Feeding or sheltering stray dogs in the common area of a private property can cause nuisance, the Delhi High Court has said, warning two south Delhi residents to ensure that the canines do not cause fear or discomfort to others. A bench of Justices Vipin Sanghi and Rekha Palli told the two respondents that they cannot be permitted to keep stray dogs in the common driveway of a private property which was jointly owned by others, if their neighbours did not approve. The court also said in a recent order that the two cannot feed the dogs or chain them in the driveway. The bench said it was the duty of the two “to ensure that the stray dogs do not cause any nuisance to the other residents within the same property and in the neighbourhood”. The court noted that keeping stray dogs would “cause fear and discomfort” to others living or coming there “who are not accustomed to keeping pet dogs”.

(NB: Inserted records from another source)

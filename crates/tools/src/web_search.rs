//! Web search tool — looks things up on DuckDuckGo.
//!
//! Uses the DuckDuckGo Instant Answer API. When an instant answer exists it
//! is returned alone; otherwise related topics are returned as a result list.

use async_trait::async_trait;
use gemcord_core::error::ToolError;
use gemcord_core::tool::{ParamKind, Tool, ToolSchema};
use serde::{Deserialize, Serialize};
use std::sync::Arc;
use std::time::Duration;
use tracing::debug;

const TOOL_NAME: &str = "web_search";

#[derive(Debug, Clone, PartialEq, Serialize, Deserialize)]
pub struct SearchResult {
    pub title: String,
    pub href: String,
    pub body: String,
}

/// A search engine.
#[async_trait]
pub trait SearchBackend: Send + Sync {
    async fn search(&self, query: &str, max_results: usize) -> Result<Vec<SearchResult>, String>;
}

pub struct WebSearchTool {
    backend: Arc<dyn SearchBackend>,
    default_max_results: usize,
}

impl WebSearchTool {
    pub fn new(backend: Arc<dyn SearchBackend>, default_max_results: usize) -> Self {
        Self {
            backend,
            default_max_results,
        }
    }
}

#[async_trait]
impl Tool for WebSearchTool {
    fn name(&self) -> &str {
        TOOL_NAME
    }

    fn description(&self) -> &str {
        "Search the web for current information. Returns a list of results with a title, \
         a URL (href) and a text body."
    }

    fn schema(&self) -> ToolSchema {
        ToolSchema::new()
            .required("query", ParamKind::String, "The search query")
            .optional(
                "max_results",
                ParamKind::Integer,
                "Maximum number of results to return",
            )
    }

    async fn execute(&self, arguments: serde_json::Value) -> Result<serde_json::Value, ToolError> {
        // Models like to wrap queries in quotes.
        let query = arguments["query"]
            .as_str()
            .unwrap_or_default()
            .trim()
            .trim_matches(|c| c == '"' || c == '\'');
        if query.is_empty() {
            return Err(ToolError::Failed {
                tool_name: TOOL_NAME.into(),
                reason: "query is empty".into(),
            });
        }

        let max_results = arguments["max_results"]
            .as_u64()
            .map(|n| n.clamp(1, 10) as usize)
            .unwrap_or(self.default_max_results);

        debug!(query = %query, max_results, "Searching the web");
        let results = self
            .backend
            .search(query, max_results)
            .await
            .map_err(|reason| ToolError::Failed {
                tool_name: TOOL_NAME.into(),
                reason,
            })?;

        Ok(serde_json::json!({
            "query": query,
            "results": results,
        }))
    }
}

/// DuckDuckGo Instant Answer API client.
pub struct DuckDuckGoBackend {
    client: reqwest::Client,
    base_url: String,
}

impl DuckDuckGoBackend {
    pub fn new(timeout: Duration) -> Self {
        let client = reqwest::Client::builder()
            .timeout(timeout)
            .user_agent(concat!("gemcord/", env!("CARGO_PKG_VERSION")))
            .build()
            .unwrap_or_else(|_| reqwest::Client::new());
        Self {
            client,
            base_url: "https://api.duckduckgo.com".into(),
        }
    }
}

#[derive(Debug, Default, Deserialize)]
#[serde(rename_all = "PascalCase")]
struct InstantAnswer {
    #[serde(default)]
    answer: String,
    #[serde(default)]
    abstract_text: String,
    #[serde(rename = "AbstractURL", default)]
    abstract_url: String,
    #[serde(default)]
    related_topics: Vec<RelatedTopic>,
}

#[derive(Debug, Deserialize)]
#[serde(rename_all = "PascalCase")]
struct RelatedTopic {
    #[serde(default)]
    text: Option<String>,
    #[serde(rename = "FirstURL", default)]
    first_url: Option<String>,
    /// Topic groups nest their entries here
    #[serde(default)]
    topics: Vec<RelatedTopic>,
}

fn flatten_topics(topics: Vec<RelatedTopic>, out: &mut Vec<SearchResult>, limit: usize) {
    for topic in topics {
        if out.len() >= limit {
            return;
        }
        match (topic.text, topic.first_url) {
            (Some(text), Some(href)) => {
                let title = text.split(" - ").next().unwrap_or(&text).to_string();
                out.push(SearchResult { title, href, body: text });
            }
            _ => flatten_topics(topic.topics, out, limit),
        }
    }
}

fn to_results(query: &str, answer: InstantAnswer, max_results: usize) -> Vec<SearchResult> {
    let direct = if !answer.answer.is_empty() {
        Some(answer.answer)
    } else if !answer.abstract_text.is_empty() {
        Some(answer.abstract_text)
    } else {
        None
    };

    if let Some(body) = direct {
        return vec![SearchResult {
            title: query.to_string(),
            href: answer.abstract_url,
            body,
        }];
    }

    let mut out = Vec::new();
    flatten_topics(answer.related_topics, &mut out, max_results);
    out
}

#[async_trait]
impl SearchBackend for DuckDuckGoBackend {
    async fn search(&self, query: &str, max_results: usize) -> Result<Vec<SearchResult>, String> {
        let response = self
            .client
            .get(&self.base_url)
            .query(&[
                ("q", query),
                ("format", "json"),
                ("no_html", "1"),
                ("skip_disambig", "1"),
            ])
            .send()
            .await
            .map_err(|e| format!("request failed: {e}"))?;

        let status = response.status();
        if !status.is_success() {
            return Err(format!("search returned HTTP {}", status.as_u16()));
        }

        let answer: InstantAnswer = response
            .json()
            .await
            .map_err(|e| format!("unreadable response: {e}"))?;
        Ok(to_results(query, answer, max_results))
    }
}
//! `gemcord init` — write a default configuration file.

use gemcord_config::AppConfig;

pub async fn run() -> Result<(), Box<dyn std::error::Error>> {
    let config_dir = AppConfig::config_dir();
    let config_path = config_dir.join("config.toml");

    println!("gemcord — First-Time Setup");
    println!("==========================\n");

    if !config_dir.exists() {
        std::fs::create_dir_all(&config_dir)?;
        println!("✅ Created config directory: {}", config_dir.display());
    } else {
        println!("  Config directory exists: {}", config_dir.display());
    }

    if config_path.exists() {
        println!("\n⚠️  Config already exists at: {}", config_path.display());
        println!("   Edit it manually or delete and re-run init.\n");
        return Ok(());
    }

    std::fs::write(&config_path, AppConfig::default_toml())?;
    println!("✅ Created config.toml at: {}", config_path.display());
    println!("\n📝 Next steps:");
    println!("   1. Set GEMINI_API_KEY (or api_key in the config file)");
    println!("   2. Set owner_id to your chat user ID to control {{clear}}");
    println!("   3. Try it: gemcord chat -m \"What is 12*7?\"");
    Ok(())
}
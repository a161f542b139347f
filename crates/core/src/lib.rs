//! # gemcord Core
//!
//! Domain types, traits, and error definitions for the gemcord chat bridge.
//! This crate has **zero framework dependencies** — it defines the domain model
//! that all other crates implement against.
//!
//! ## Design Philosophy
//!
//! Every external collaborator (model API, tool API, chat platform) is defined
//! as a trait here. Implementations live in their respective crates. This enables:
//! - Swapping implementations via configuration
//! - Easy testing with scripted/stub implementations
//! - Clean dependency graph (all crates depend inward on core)

pub mod error;
pub mod message;
pub mod media;
pub mod provider;
pub mod channel;
pub mod tool;
pub mod event;
pub mod memory;

// Re-export key types at crate root for ergonomics
pub use error::{Error, Result};
pub use message::{ConversationId, ModelTurn, ToolResultTurn, Turn, UserTurn};
pub use media::{MediaBlob, MediaRef, Provenance};
pub use provider::{
    HarmBlockThreshold, HarmCategory, HarmProbability, ModelReply, ModelRequest, ModelResponse,
    Provider, SafetyRating, ToolDefinition, Usage,
};
pub use channel::{Channel, InboundEvent, OutboundMessage, OutboundPayload};
pub use tool::{ParamKind, Tool, ToolCall, ToolOutcome, ToolRegistry, ToolSchema};
pub use event::{DomainEvent, EventBus};
pub use memory::MemoryBank;
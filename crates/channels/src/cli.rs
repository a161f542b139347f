//! CLI channel — interactive terminal-based chat.
//!
//! This is the simplest channel: reads from stdin, writes to stdout.
//! Used for `gemcord run --channel cli` and `gemcord chat`.
//!
//! Words of the form `@path/to/file` attach that local file to the message.

use async_trait::async_trait;
use gemcord_core::channel::{Channel, InboundEvent, OutboundMessage, OutboundPayload};
use gemcord_core::error::ChannelError;
use gemcord_core::media::MediaRef;
use gemcord_core::message::ConversationId;
use std::path::Path;
use tokio::io::{self, AsyncBufReadExt, BufReader};
use tokio::sync::mpsc;

pub const CLI_CONVERSATION: &str = "cli";
pub const CLI_USER: &str = "local_user";

/// Interactive CLI channel for terminal-based chat.
#[derive(Debug, Default)]
pub struct CliChannel;

impl CliChannel {
    pub fn new() -> Self {
        Self
    }

    /// Turn one input line into an inbound event.
    pub fn event_from_line(line: &str) -> InboundEvent {
        let mut words = Vec::new();
        let mut attachments = Vec::new();

        for word in line.split_whitespace() {
            match word.strip_prefix('@').filter(|p| !p.is_empty()) {
                Some(path) => attachments.push(file_attachment(path)),
                None => words.push(word),
            }
        }

        let mut event = InboundEvent::new(
            ConversationId::from(CLI_CONVERSATION),
            CLI_USER,
            words.join(" "),
        );
        event.author_name = Some("User".into());
        event.attachments = attachments;
        event
    }
}

fn file_attachment(path: &str) -> MediaRef {
    let path = Path::new(path);
    let absolute = std::path::absolute(path).unwrap_or_else(|_| path.to_path_buf());
    MediaRef::Attachment {
        url: format!("file://{}", absolute.display()),
        filename: path.file_name().map(|n| n.to_string_lossy().into_owned()),
        mime_type: None,
        size_bytes: std::fs::metadata(&absolute).ok().map(|m| m.len()),
    }
}

/// How a payload is shown in the terminal.
pub fn render(payload: &OutboundPayload) -> String {
    match payload {
        OutboundPayload::Text(text) => text.clone(),
        OutboundPayload::Media(blob) => format!(
            "[{} attachment, {} bytes, from {}]",
            blob.mime_type(),
            blob.len(),
            blob.source()
        ),
    }
}

#[async_trait]
impl Channel for CliChannel {
    fn name(&self) -> &str {
        "cli"
    }

    async fn start(
        &self,
    ) -> Result<mpsc::Receiver<Result<InboundEvent, ChannelError>>, ChannelError> {
        let (tx, rx) = mpsc::channel(32);

        tokio::spawn(async move {
            let stdin = io::stdin();
            let reader = BufReader::new(stdin);
            let mut lines = reader.lines();

            loop {
                match lines.next_line().await {
                    Ok(Some(line)) => {
                        let line = line.trim().to_string();
                        if line.is_empty() {
                            continue;
                        }

                        // Check for exit commands
                        if matches!(line.as_str(), "exit" | "quit" | "/exit" | "/quit" | ":q") {
                            break;
                        }

                        if tx.send(Ok(CliChannel::event_from_line(&line))).await.is_err() {
                            break;
                        }
                    }
                    Ok(None) => break, // EOF (Ctrl+D)
                    Err(e) => {
                        let _ = tx.send(Err(ChannelError::ConnectionLost(e.to_string()))).await;
                        break;
                    }
                }
            }
        });

        Ok(rx)
    }

    async fn send(&self, message: &OutboundMessage) -> Result<(), ChannelError> {
        println!("{}", render(&message.payload));
        Ok(())
    }

    fn is_allowed(&self, _author_id: &str) -> bool {
        true // CLI is always allowed (local user)
    }
}
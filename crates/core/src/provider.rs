//! Provider trait — the abstraction over the multimodal model API.
//!
//! A Provider knows how to send a conversation (system prompt, ordered turn
//! history, new user content) to a model and get back a tagged reply: a final
//! answer, a batch of tool-call requests, or a safety block.

use async_trait::async_trait;
use serde::{Deserialize, Serialize};

use crate::error::ModelError;
use crate::media::MediaBlob;
use crate::message::Turn;
use crate::tool::ToolCall;

/// How aggressively the model API suppresses generated content.
///
/// Variants are declared from most to least restrictive, so the derived
/// ordering is `BlockLowAndAbove < ... < BlockNone`.
#[derive(Debug, Clone, Copy, Default, PartialEq, Eq, PartialOrd, Ord, Hash, Serialize, Deserialize)]
#[serde(rename_all = "SCREAMING_SNAKE_CASE")]
pub enum HarmBlockThreshold {
    BlockLowAndAbove,
    #[default]
    BlockMediumAndAbove,
    BlockOnlyHigh,
    BlockNone,
}

impl HarmBlockThreshold {
    /// Whether content rated `probability` is blocked at this threshold.
    pub fn blocks(self, probability: HarmProbability) -> bool {
        match self {
            HarmBlockThreshold::BlockLowAndAbove => probability >= HarmProbability::Low,
            HarmBlockThreshold::BlockMediumAndAbove => probability >= HarmProbability::Medium,
            HarmBlockThreshold::BlockOnlyHigh => probability >= HarmProbability::High,
            HarmBlockThreshold::BlockNone => false,
        }
    }

    /// The wire name used by the model API.
    pub fn as_api_str(self) -> &'static str {
        match self {
            HarmBlockThreshold::BlockLowAndAbove => "BLOCK_LOW_AND_ABOVE",
            HarmBlockThreshold::BlockMediumAndAbove => "BLOCK_MEDIUM_AND_ABOVE",
            HarmBlockThreshold::BlockOnlyHigh => "BLOCK_ONLY_HIGH",
            HarmBlockThreshold::BlockNone => "BLOCK_NONE",
        }
    }
}

#[derive(Debug, Clone, Copy, PartialEq, Eq, PartialOrd, Ord, Hash, Serialize, Deserialize)]
#[serde(rename_all = "SCREAMING_SNAKE_CASE")]
pub enum HarmProbability {
    Negligible,
    Low,
    Medium,
    High,
}

#[derive(Debug, Clone, Copy, PartialEq, Eq, Hash, Serialize, Deserialize)]
pub enum HarmCategory {
    #[serde(rename = "HARM_CATEGORY_HARASSMENT")]
    Harassment,
    #[serde(rename = "HARM_CATEGORY_HATE_SPEECH")]
    HateSpeech,
    #[serde(rename = "HARM_CATEGORY_SEXUALLY_EXPLICIT")]
    SexuallyExplicit,
    #[serde(rename = "HARM_CATEGORY_DANGEROUS_CONTENT")]
    DangerousContent,
    #[serde(rename = "HARM_CATEGORY_CIVIC_INTEGRITY")]
    CivicIntegrity,
}

impl HarmCategory {
    pub const ALL: [HarmCategory; 5] = [
        HarmCategory::CivicIntegrity,
        HarmCategory::DangerousContent,
        HarmCategory::Harassment,
        HarmCategory::HateSpeech,
        HarmCategory::SexuallyExplicit,
    ];

    pub fn pretty_name(self) -> &'static str {
        match self {
            HarmCategory::Harassment => "Harassment",
            HarmCategory::HateSpeech => "Hate Speech",
            HarmCategory::SexuallyExplicit => "Sexually Explicit",
            HarmCategory::DangerousContent => "Dangerous Content",
            HarmCategory::CivicIntegrity => "Civic Integrity",
        }
    }
}

/// A per-category safety rating attached to a model response.
#[derive(Debug, Clone, Copy, PartialEq, Eq, Serialize, Deserialize)]
pub struct SafetyRating {
    pub category: HarmCategory,
    pub probability: HarmProbability,
}

/// Pretty names of the categories that `threshold` blocks in `ratings`.
pub fn blocked_categories(ratings: &[SafetyRating], threshold: HarmBlockThreshold) -> Vec<String> {
    ratings
        .iter()
        .filter(|r| threshold.blocks(r.probability))
        .map(|r| r.category.pretty_name().to_string())
        .collect()
}

/// A tool definition sent to the model so it knows what tools it can call.
#[derive(Debug, Clone, Serialize, Deserialize)]
pub struct ToolDefinition {
    /// The tool name
    pub name: String,

    /// Description of what the tool does
    pub description: String,

    /// JSON Schema describing the tool's parameters
    pub parameters: serde_json::Value,
}

/// One request to the model.
#[derive(Debug, Clone)]
pub struct ModelRequest {
    /// The model to use (e.g., "gemini-2.5-flash")
    pub model: String,

    /// System instructions, if any
    pub system_prompt: Option<String>,

    /// Committed session history, oldest first
    pub history: Vec<Turn>,

    /// Turns of the in-flight exchange: the new user turn, followed by any
    /// tool-call / tool-result turns from earlier hops of this exchange
    pub new_turns: Vec<Turn>,

    /// Tools the model may call
    pub tools: Vec<ToolDefinition>,

    /// Safety threshold applied to every harm category
    pub safety_threshold: HarmBlockThreshold,

    /// Sampling temperature
    pub temperature: f32,
}

impl ModelRequest {
    /// History and in-flight turns, in the order the model sees them.
    pub fn turns(&self) -> impl Iterator<Item = &Turn> {
        self.history.iter().chain(self.new_turns.iter())
    }
}

/// Token usage information.
#[derive(Debug, Clone, Copy, Default, PartialEq, Eq, Serialize, Deserialize)]
pub struct Usage {
    pub prompt_tokens: u32,
    pub completion_tokens: u32,
    pub total_tokens: u32,
}

/// The tagged content of a model response.
#[derive(Debug, Clone)]
pub enum ModelReply {
    /// The answer to show the user.
    Final {
        text: String,
        media: Vec<MediaBlob>,
        /// The answer hit the output token limit
        truncated: bool,
    },

    /// The model wants one or more tools invoked before it answers.
    ToolCalls {
        /// Any text emitted alongside the calls
        text: String,
        calls: Vec<ToolCall>,
    },

    /// The model API withheld the response under the configured threshold.
    Blocked { ratings: Vec<SafetyRating> },
}

/// A complete response from a provider.
#[derive(Debug, Clone)]
pub struct ModelResponse {
    pub reply: ModelReply,

    /// Token usage statistics
    pub usage: Option<Usage>,

    /// Which model actually responded (may differ from requested)
    pub model: String,
}

/// The core Provider trait.
///
/// The orchestrator calls `complete()` without knowing which backend is used.
/// Implementations report transport failures as [`ModelError`] and content
/// blocks as [`ModelReply::Blocked`].
#[async_trait]
pub trait Provider: Send + Sync {
    /// A human-readable name for this provider (e.g., "gemini").
    fn name(&self) -> &str;

    /// Send a request and get a complete response.
    async fn complete(&self, request: ModelRequest) -> Result<ModelResponse, ModelError>;

    /// Health check — can we reach the provider?
    async fn health_check(&self) -> Result<bool, ModelError> {
        Ok(true)
    }
}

“The nuisance caused by the conduct of respondent nos.3 and 4 (the two individual respondents) in sheltering the stray dogs in the common driveway in the present case is writ large from the photographs placed on record. “To a person, who is not accustomed to keeping pet dogs, it also causes fear and discomfort to walk into a property where stray dogs are kept either chained or let loose,” it said. The bench said it “rues the lack of civic sense and concern exhibited” by the two towards their fellow inhabitants in their immediate neighbourhood.
“Their concern for the stray dogs also appears to us to be superficial and lacks commitment. Otherwise, the dogs would not have been left in such unhygienic and filthy conditions, as appear from the photographs on record,” the bench said. It directed them to “stop chaining, feeding or sheltering the stray dogs in the driveway of the aforesaid property. It shall also be the obligation of respondent nos.3 and 4 to ensure that the said dogs do not defecate in the driveway, and if they do so, it shall be their responsibility to clean up the same.”
It directed the Station House Officer of Malviya Nagar police station, under whose jurisdiction the property fell, to ensure strict compliance of this order. The order came on the plea by one Om Prakash Saini, who jointly holds the property with the two respondents, claiming that keeping and feeding the stray dogs in the common driveway was “causing immense nuisance and harassment for the other residents”. The court has listed the matter for further hearing on September 1.
The order comes in the backdrop of a January order of the Supreme Court which categorically said “stray dogs have a right to live.” During that hearing, the apex court had reacted sharply when a submission was made that such canines should be completely eliminated across the country. The apex court has been hearing a batch of petitions on issues relating to orders passed by various civic bodies on culling of stray dogs, especially in Kerala and Mumbai.
Earlier this month, the chairman and four members of the a Kerala municipality had apologised in the Supreme Court for the killing of stray dogs, despite its orders against culling. The apex court bench had on May 8 issued notices to them and an NGO on a contempt petition over butchering of stray dogs, despite its orders against it.